I suggested Men are from Mars, Women are from Venus, because he's talking now, and my phone coach recommended he and I read it. I then asked him if that annoys him for me to recommend a book. He said, "No, it's the least annoying thing you do." To which I laughed. He said, "One thing I wish you'd stop doing is recommending therapy, and not because I think therapy is bad, but because I want to hear what you're going to do different if we try to work things out NOW. I want to hear what YOU are going to do to fill my needs."
So, Chuck said it right. If you go, make it an opportunity to show your wife how serious you are about changing yourself. Ask the therapist in front of her, "What can I do to learn to love my wife the way she needs to be loved?" That might blow her away to make it about your shortcomings and not hers.
Good luck with your W. I say it's a good sign she's going to C with you.

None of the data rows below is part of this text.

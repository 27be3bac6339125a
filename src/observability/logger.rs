//! Structured JSON logger
//!
//! - One line per event
//! - `event` first, then `severity`, then fields sorted by key
//! - Synchronous writes, no buffering

use std::fmt;
use std::io::{self, Write};

use super::events::Event;

/// Log severity levels
#[derive(Debug, Clone, Copy, PartialEq, Eq, PartialOrd, Ord)]
pub enum Severity {
    Trace = 0,
    Info = 1,
    /// Request rejected or recoverable issue
    Warn = 2,
    /// Operation failure, written to stderr
    Error = 3,
}

impl Severity {
    pub fn as_str(&self) -> &'static str {
        match self {
            Severity::Trace => "TRACE",
            Severity::Info => "INFO",
            Severity::Warn => "WARN",
            Severity::Error => "ERROR",
        }
    }
}

impl fmt::Display for Severity {
    fn fmt(&self, f: &mut fmt::Formatter<'_>) -> fmt::Result {
        write!(f, "{}", self.as_str())
    }
}

/// Structured logger writing JSON lines to stdout/stderr
pub struct Logger;

impl Logger {
    /// Log an event with explicit severity
    pub fn log(severity: Severity, event: Event, fields: &[(&str, &str)]) {
        if severity >= Severity::Error {
            Self::log_to_writer(severity, event, fields, &mut io::stderr());
        } else {
            Self::log_to_writer(severity, event, fields, &mut io::stdout());
        }
    }

    pub fn info(event: Event, fields: &[(&str, &str)]) {
        Self::log(Severity::Info, event, fields);
    }

    pub fn warn(event: Event, fields: &[(&str, &str)]) {
        Self::log(Severity::Warn, event, fields);
    }

    pub fn error(event: Event, fields: &[(&str, &str)]) {
        Self::log(Severity::Error, event, fields);
    }

    fn log_to_writer<W: Write>(
        severity: Severity,
        event: Event,
        fields: &[(&str, &str)],
        writer: &mut W,
    ) {
        let line = Self::format_line(severity, event, fields);

        // One write per line so concurrent handlers do not interleave
        let _ = writer.write_all(line.as_bytes());
        let _ = writer.flush();
    }

    fn format_line(severity: Severity, event: Event, fields: &[(&str, &str)]) -> String {
        let mut sorted: Vec<&(&str, &str)> = fields.iter().collect();
        sorted.sort_by_key(|(k, _)| *k);

        let mut line = String::with_capacity(128);
        line.push_str("{\"event\":");
        push_json_str(&mut line, event.as_str());
        line.push_str(",\"severity\":");
        push_json_str(&mut line, severity.as_str());

        for (key, value) in sorted {
            line.push(',');
            push_json_str(&mut line, key);
            line.push(':');
            push_json_str(&mut line, value);
        }

        line.push_str("}\n");
        line
    }
}

fn push_json_str(out: &mut String, s: &str) {
    // Serializing a &str cannot fail
    match serde_json::to_string(s) {
        Ok(quoted) => out.push_str(&quoted),
        Err(_) => out.push_str("\"\""),
    }
}

/// Capture a log line for testing
#[cfg(test)]
pub fn capture_log(severity: Severity, event: Event, fields: &[(&str, &str)]) -> String {
    let mut buffer = Vec::new();
    Logger::log_to_writer(severity, event, fields, &mut buffer);
    String::from_utf8(buffer).unwrap()
}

Make it the chance to show her how serious you are about hearing what she said she needs from you. No demands. And, of course, pray....
Me 41 H 47 D9 S3 M 16 yrs WAH Sep 07 PA Aug 07 12/07 Admitted A 1/08 C 1/15 H needs me 5/7/08 came home 7/08 We moved to MD 10/08 M bad again 11/24/08 fled to GA(OW),filed D 12/8/08 Back in MD 12/23/08 I countered 12/29/08 path back?